Dona Carmen recorda que foi o próprio José Santos quem a descobriu. “Eu estava na Coordenadoria Regional de Educação (CRE) esperando para ser atendida e um senhor me perguntou o que fazia ali. Era o José Santos. Contei que acabava de chegar e que procurava um emprego. Quando mostrei meus diplomas, ele me convidou para conhecer a escola. Fiquei de 1986 a 1997, quando me aposentei”, resume.

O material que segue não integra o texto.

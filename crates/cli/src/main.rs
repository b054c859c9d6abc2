//! Pipeline simulator CLI.
//!
//! This binary loads the three input files, runs the simulator to completion and
//! writes the per-cycle dump. It performs:
//! 1. **Configuration:** Built-in defaults, optionally overlaid by a JSON file, then
//!    by individual path flags.
//! 2. **Logging:** Installs a `tracing` subscriber; `--trace` turns on per-stage events.
//! 3. **Run:** Streams every snapshot to the output file and reports the cycle count.

use std::fs::File;
use std::io::BufWriter;
use std::path::PathBuf;
use std::process;

use clap::{Parser, Subcommand};
use tracing_subscriber::EnvFilter;

use mipsim_core::Config;
use mipsim_core::Simulator;
use mipsim_core::common::SimError;
use mipsim_core::sim::WriterSink;

#[derive(Parser, Debug)]
#[command(
    name = "mipsim",
    author,
    version,
    about = "Cycle-accurate five-buffer pipeline simulator",
    long_about = "Simulates ADD/SUB/AND/OR/LD programs on an 8-register, 8-word machine and \
                  dumps every buffer after every cycle.\n\nExamples:\n  \
                  mipsim run\n  \
                  mipsim run --instructions prog.txt --output trace.txt --stats\n  \
                  mipsim run --config mipsim.json --trace"
)]
struct Cli {
    #[command(subcommand)]
    command: Option<Commands>,
}

#[derive(Subcommand, Debug)]
enum Commands {
    /// Run a program until the pipeline drains.
    Run {
        /// Program file, one <OPCODE,Rd,Rs,Rt> per line.
        #[arg(long)]
        instructions: Option<PathBuf>,

        /// Initial register values, one <Rn,value> per line.
        #[arg(long)]
        registers: Option<PathBuf>,

        /// Initial data memory, one <addr,value> per line.
        #[arg(long)]
        memory: Option<PathBuf>,

        /// Where to write the per-cycle dump.
        #[arg(short, long)]
        output: Option<PathBuf>,

        /// JSON configuration file.
        #[arg(short, long)]
        config: Option<PathBuf>,

        /// Log every stage action to stderr.
        #[arg(long)]
        trace: bool,

        /// Print the statistics report after the run.
        #[arg(long)]
        stats: bool,
    },
}

/// Options for a single `run` invocation.
#[derive(Debug)]
struct RunArgs {
    instructions: Option<PathBuf>,
    registers: Option<PathBuf>,
    memory: Option<PathBuf>,
    output: Option<PathBuf>,
    config: Option<PathBuf>,
    trace: bool,
    stats: bool,
}

fn main() {
    let cli = Cli::parse();

    match cli.command {
        Some(Commands::Run {
            instructions,
            registers,
            memory,
            output,
            config,
            trace,
            stats,
        }) => {
            let args = RunArgs {
                instructions,
                registers,
                memory,
                output,
                config,
                trace,
                stats,
            };
            if let Err(e) = cmd_run(args) {
                eprintln!("\n[!] FATAL: {e}");
                process::exit(1);
            }
        }
        None => {
            eprintln!("Pipeline Simulator: pass a subcommand");
            eprintln!();
            eprintln!("  mipsim run                      Run with instructions.txt, registers.txt, datamemory.txt");
            eprintln!("  mipsim run --output trace.txt   Write the dump somewhere else");
            eprintln!();
            eprintln!("  mipsim --help  for full options");
            process::exit(1);
        }
    }
}

/// Installs the global `tracing` subscriber.
///
/// With `trace` set every stage event is shown; otherwise `RUST_LOG` decides,
/// falling back to warnings only (skipped lines, dropped instructions).
fn init_logging(trace: bool) {
    let filter = if trace {
        EnvFilter::new("trace")
    } else {
        EnvFilter::try_from_default_env().unwrap_or_else(|_| EnvFilter::new("warn"))
    };
    tracing_subscriber::fmt()
        .with_env_filter(filter)
        .with_writer(std::io::stderr)
        .with_target(false)
        .init();
}

/// Builds the configuration, runs the simulation and writes the dump.
///
/// Path flags override the corresponding `io` entries from `--config`.
fn cmd_run(args: RunArgs) -> Result<(), SimError> {
    let mut config = match &args.config {
        Some(path) => Config::from_file(path)?,
        None => Config::default(),
    };
    if let Some(p) = args.instructions {
        config.io.instructions = p;
    }
    if let Some(p) = args.registers {
        config.io.registers = p;
    }
    if let Some(p) = args.memory {
        config.io.data_memory = p;
    }
    if let Some(p) = args.output {
        config.io.output = p;
    }

    init_logging(args.trace || config.general.trace_stages);

    let mut sim = Simulator::from_config(&config)?;
    println!(
        "[*] Loaded {} instructions ({} lines skipped)",
        sim.cpu.queue.len(),
        sim.stats().skipped_lines
    );

    let file = File::create(&config.io.output)?;
    let mut sink = WriterSink::new(BufWriter::new(file));
    let cycles = sim.run(&mut sink)?;
    let _ = sink.into_inner()?;

    println!(
        "[*] Simulation complete: {} steps, {} cycles -> {}",
        cycles + 1,
        cycles,
        config.io.output.display()
    );
    if args.stats {
        sim.stats().print();
    }
    Ok(())
}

Após a aposentadoria, até 2006 Carmen lecionou para jovens e adultos. Depois foi conselheira tutelar. Ela também estudou numerologia e intensificou sua participação na ordem Rosa Cruz, da qual é constantemente convidada para cantar em eventos. De fala calma, mas personalidade forte, ela prefere andar de bicicleta, gosta de alimentar animais de rua e até adotou oito, que cuida na própria casa.

Melhor do Brasil
Das poucas lembranças que a professora Carmen guarda estão alguns recortes de jornal. Trata-se do concurso que ela venceu em 1996/1997. Primeiro lugar no Concurso de Monografias Brasil Rotário para Professores com o tema "Papel do Rotary na Educação".

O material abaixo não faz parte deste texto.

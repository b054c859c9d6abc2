//! # Stage Tests
//!
//! Each stage in isolation, driven through the public stage functions.

use mipsim_core::common::SimError;
use mipsim_core::core::pipeline::latches::{AddressEntry, ResultEntry};
use mipsim_core::core::pipeline::stages::{
    address_stage, alu_stage, decode_stage, issue_alu_stage, issue_load_stage, load_stage,
    writeback_stage,
};
use mipsim_core::isa::{Instruction, Opcode};
use pretty_assertions::assert_eq;

use crate::common::builder::latches::IssueEntryBuilder;
use crate::common::harness::TestContext;

// ══════════════════════════════════════════════════════════
// Decode
// ══════════════════════════════════════════════════════════

#[test]
fn test_decode_one_per_cycle() {
    let mut ctx = TestContext::from_text("<ADD,R1,R2,R3>\n<SUB,R4,R5,R6>", "<R2,3>\n<R3,4>", "");
    decode_stage(ctx.cpu_mut());

    assert_eq!(ctx.cpu().queue.len(), 1);
    assert_eq!(
        ctx.cpu().latches.decode,
        Some(IssueEntryBuilder::new(Opcode::Add).rd(1).operands(3, 4).build())
    );
}

#[test]
fn test_decode_waw_policy() {
    let mut ctx = TestContext::from_text("<ADD,R1,R2,R3>", "", "");
    ctx.cpu_mut().regs.set_busy(1);

    decode_stage(ctx.cpu_mut());
    assert!(ctx.cpu().latches.decode.is_none());

    ctx.cpu_mut().stall_on_busy_destination = false;
    decode_stage(ctx.cpu_mut());
    assert!(ctx.cpu().latches.decode.is_some());
}

#[test]
fn test_decode_head_blocks_independent_followers() {
    let mut ctx = TestContext::from_text("<ADD,R4,R1,R5>\n<OR,R6,R0,R0>", "", "");
    ctx.cpu_mut().regs.set_busy(1);

    decode_stage(ctx.cpu_mut());

    assert_eq!(ctx.cpu().queue.len(), 2);
    assert_eq!(
        ctx.cpu().queue.front(),
        Some(&Instruction::new(Opcode::Add, 4, 1, 5))
    );
}

// ══════════════════════════════════════════════════════════
// Issue
// ══════════════════════════════════════════════════════════

#[test]
fn test_issue_split_by_opcode() {
    let mut ctx = TestContext::new();
    let ld = IssueEntryBuilder::new(Opcode::Ld).rd(2).operands(1, 1).build();
    ctx.cpu_mut().latches.decode = Some(ld);

    issue_load_stage(ctx.cpu_mut());
    issue_alu_stage(ctx.cpu_mut());

    assert_eq!(ctx.cpu().latches.load, Some(ld));
    assert!(ctx.cpu().latches.alu.is_none());
    assert!(ctx.cpu().latches.decode.is_none());
}

// ══════════════════════════════════════════════════════════
// ALU / Address / Load
// ══════════════════════════════════════════════════════════

#[test]
fn test_alu_deposits_into_alu_slot_only() {
    let mut ctx = TestContext::new();
    ctx.cpu_mut().latches.alu = Some(IssueEntryBuilder::new(Opcode::Or).rd(3).operands(4, 1).build());

    alu_stage(ctx.cpu_mut()).unwrap();

    assert_eq!(ctx.cpu().latches.result.alu, Some(ResultEntry { rd: 3, value: 5 }));
    assert!(ctx.cpu().latches.result.load.is_none());
}

#[test]
fn test_alu_rejects_load() {
    let mut ctx = TestContext::new();
    ctx.cpu_mut().latches.alu = Some(IssueEntryBuilder::new(Opcode::Ld).build());

    let err = alu_stage(ctx.cpu_mut()).unwrap_err();
    assert_eq!(err.to_string(), "opcode LD reached the alu stage");
}

#[test]
fn test_address_wraps() {
    let mut ctx = TestContext::new();
    ctx.cpu_mut().latches.load = Some(
        IssueEntryBuilder::new(Opcode::Ld)
            .rd(1)
            .operands(i32::MAX, 1)
            .build(),
    );

    address_stage(ctx.cpu_mut());

    assert_eq!(
        ctx.cpu().latches.address,
        Some(AddressEntry {
            rd: 1,
            address: i32::MIN
        })
    );
}

#[test]
fn test_load_reads_data_memory() {
    let mut ctx = TestContext::new();
    ctx.set_mem(7, -42);
    ctx.cpu_mut().latches.address = Some(AddressEntry { rd: 0, address: 7 });

    load_stage(ctx.cpu_mut()).unwrap();

    assert_eq!(ctx.cpu().latches.result.load, Some(ResultEntry { rd: 0, value: -42 }));
    assert!(ctx.cpu().latches.address.is_none());
}

#[test]
fn test_load_out_of_range_message() {
    let mut ctx = TestContext::new();
    ctx.cpu_mut().latches.address = Some(AddressEntry { rd: 1, address: 10 });

    let err = load_stage(ctx.cpu_mut()).unwrap_err();
    assert!(matches!(
        err,
        SimError::LoadAddressOutOfRange {
            rd: 1,
            address: 10,
            max: 7
        }
    ));
    assert_eq!(
        err.to_string(),
        "load into R1 computed address 10, outside data memory (0-7)"
    );
}

// ══════════════════════════════════════════════════════════
// Writeback
// ══════════════════════════════════════════════════════════

#[test]
fn test_writeback_single_slot() {
    let mut ctx = TestContext::new();
    ctx.cpu_mut().regs.set_busy(4);
    ctx.cpu_mut().latches.result.load = Some(ResultEntry { rd: 4, value: 99 });

    writeback_stage(ctx.cpu_mut());

    assert_eq!(ctx.get_reg(4), 99);
    assert!(!ctx.cpu().regs.is_busy(4));
    assert_eq!(ctx.cpu().stats.retired_load, 1);
    assert_eq!(ctx.cpu().stats.dual_writebacks, 0);
}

Disciplina e praticidade na aula
Natural de Lauro Müller, formada pela Furb, em Blumenau, com início da carreira em Ponte Serrada e Joaçaba, Carmen procurou Tubarão para morar com os pais após a morte do irmão, que faleceu com 33 anos. Encontrada com 2 anos de vida, passou por algumas famílias até se estabelecer com seus pais adotivos. Apegada à música, à natureza, às artes e à religiosidade, levou a disciplina de uma infância difícil e juventude de privações e superações na vida pessoal para a sala e aula.

Seu método consistia na construção de uma rotina. O quadro, dividido em três partes, trazia uma saudação e reflexão, uma segunda parte era teórica e outra para os desenhos. Gizes coloridos procuravam a perfeição. Nos cadernos, os alunos usavam canetas azuis e vermelhas para anotar os conteúdos. Para conseguir a atenção das crianças, Carmen tinha uma técnica infalível e bastante trabalhosa. Ela revela que no primeiro dia de aula anotava o nome dos alunos e a posição das carteiras em uma folha. A memorização dos nomes era a primeira lição. Em casa, à noite, depois de rezar e pedir ajuda a Deus, colocava as folhas embaixo do travesseiro. 

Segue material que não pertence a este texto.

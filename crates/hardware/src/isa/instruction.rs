//! Opcodes and Instructions.
//!
//! This module defines the closed opcode set and the instruction type that flows
//! through the instruction queue. It provides:
//! 1. **Opcode Classification:** Which opcodes take the ALU path and which the load path.
//! 2. **Parsing:** `FromStr` for the `<OPCODE,Rd,Rs,Rt>` program format.
//! 3. **Formatting:** `Display` producing the same tuple form, used by snapshots.

use std::fmt;
use std::str::FromStr;

use crate::common::error::ParseError;
use crate::isa::tuple;

/// Number of fields in a program line.
const PROGRAM_FIELDS: usize = 4;

/// Instruction opcodes.
#[derive(Clone, Copy, Debug, PartialEq, Eq, Hash)]
pub enum Opcode {
    /// `Rd = Rs + Rt`.
    Add,
    /// `Rd = Rs - Rt`.
    Sub,
    /// `Rd = Rs & Rt`.
    And,
    /// `Rd = Rs | Rt`.
    Or,
    /// `Rd = MEM[Rs + Rt]`.
    Ld,
}

/// Operations the ALU can perform.
///
/// A strict subset of [`Opcode`]: the load opcode never reaches the ALU stage,
/// and the address calculation stage reuses [`AluOp::Add`].
#[derive(Clone, Copy, Debug, PartialEq, Eq, Hash)]
pub enum AluOp {
    /// Wrapping addition.
    Add,
    /// Wrapping subtraction.
    Sub,
    /// Bitwise AND.
    And,
    /// Bitwise OR.
    Or,
}

impl Opcode {
    /// Every opcode, in mnemonic table order.
    pub const ALL: [Self; 5] = [Self::Add, Self::Sub, Self::And, Self::Or, Self::Ld];

    /// Returns the assembler mnemonic.
    pub const fn mnemonic(self) -> &'static str {
        match self {
            Self::Add => "ADD",
            Self::Sub => "SUB",
            Self::And => "AND",
            Self::Or => "OR",
            Self::Ld => "LD",
        }
    }

    /// Returns `true` for opcodes routed to the load path at issue.
    pub const fn is_load(self) -> bool {
        matches!(self, Self::Ld)
    }

    /// Maps the opcode to its ALU operation, or `None` for loads.
    pub const fn alu_op(self) -> Option<AluOp> {
        match self {
            Self::Add => Some(AluOp::Add),
            Self::Sub => Some(AluOp::Sub),
            Self::And => Some(AluOp::And),
            Self::Or => Some(AluOp::Or),
            Self::Ld => None,
        }
    }
}

impl fmt::Display for Opcode {
    fn fmt(&self, f: &mut fmt::Formatter<'_>) -> fmt::Result {
        f.write_str(self.mnemonic())
    }
}

impl FromStr for Opcode {
    type Err = ParseError;

    /// Mnemonics are matched exactly (upper case).
    fn from_str(s: &str) -> Result<Self, Self::Err> {
        Self::ALL
            .into_iter()
            .find(|op| op.mnemonic() == s)
            .ok_or_else(|| ParseError::UnknownOpcode(s.to_owned()))
    }
}

/// A parsed instruction awaiting issue.
///
/// Register fields are indices into the register file and are guaranteed in
/// range by every constructor path that goes through parsing.
#[derive(Clone, Copy, Debug, PartialEq, Eq)]
pub struct Instruction {
    /// Operation to perform.
    pub opcode: Opcode,
    /// Destination register index.
    pub rd: usize,
    /// First source register index (first address summand for `LD`).
    pub rs: usize,
    /// Second source register index (second address summand for `LD`).
    pub rt: usize,
}

impl Instruction {
    /// Creates an instruction from its fields.
    pub const fn new(opcode: Opcode, rd: usize, rs: usize, rt: usize) -> Self {
        Self { opcode, rd, rs, rt }
    }

    /// Both source register indices.
    pub const fn sources(&self) -> [usize; 2] {
        [self.rs, self.rt]
    }
}

impl FromStr for Instruction {
    type Err = ParseError;

    /// Parses `<OPCODE,Rd,Rs,Rt>`.
    ///
    /// # Examples
    ///
    /// ```
    /// use mipsim_core::isa::{Instruction, Opcode};
    ///
    /// let inst: Instruction = "<LD,R1,R2,R3>".parse().unwrap();
    /// assert_eq!(inst, Instruction::new(Opcode::Ld, 1, 2, 3));
    /// assert!("<MUL,R1,R2,R3>".parse::<Instruction>().is_err());
    /// ```
    fn from_str(s: &str) -> Result<Self, Self::Err> {
        let f = tuple::fields(s, PROGRAM_FIELDS)?;
        Ok(Self {
            opcode: f[0].parse()?,
            rd: tuple::register(f[1])?,
            rs: tuple::register(f[2])?,
            rt: tuple::register(f[3])?,
        })
    }
}

impl fmt::Display for Instruction {
    fn fmt(&self, f: &mut fmt::Formatter<'_>) -> fmt::Result {
        write!(
            f,
            "<{},R{},R{},R{}>",
            self.opcode, self.rd, self.rs, self.rt
        )
    }
}
/// Cycle engine ordering.
pub mod engine;


/// Individual stage behaviour.
pub mod stages;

Além de chamar os alunos pelo nome, a professora ficava atenta para os improvisos, quando necessários. “Sempre tive uma excelente audição. Além disso, usava calçados que não faziam barulho. Então, ficava atenta ao que os alunos diziam.

Certa vez percebi que um aluno estava distraído e fui lentamente até ele. Flagrei que estava observando uma formiga. Foi maravilhoso. Coloquei a palavra formiga no quadro e conversamos sobre o assunto. Depois, no final, fomos até o pátio onde eles encontraram um formigueiro”, recorda.

Poucos querem ser professor
O Dia do Professor remete ao dia 15 de outubro de 1827, quando Dom Pedro I decreta o Ensino Elementar no Brasil. Segundo o MEC, apesar do curso de pedagogia estar entre os mais populares, a procura pelas licenciatura ainda é um grande desafio, principalmente nas áreas de química e física. Os números de 215 mostram que 46,3% e 68,7%, respectivamente, dos profissionais que atuam nestas disciplinas não têm nível superior. Quase a metade dos professores de Português e Matemática também não são formados.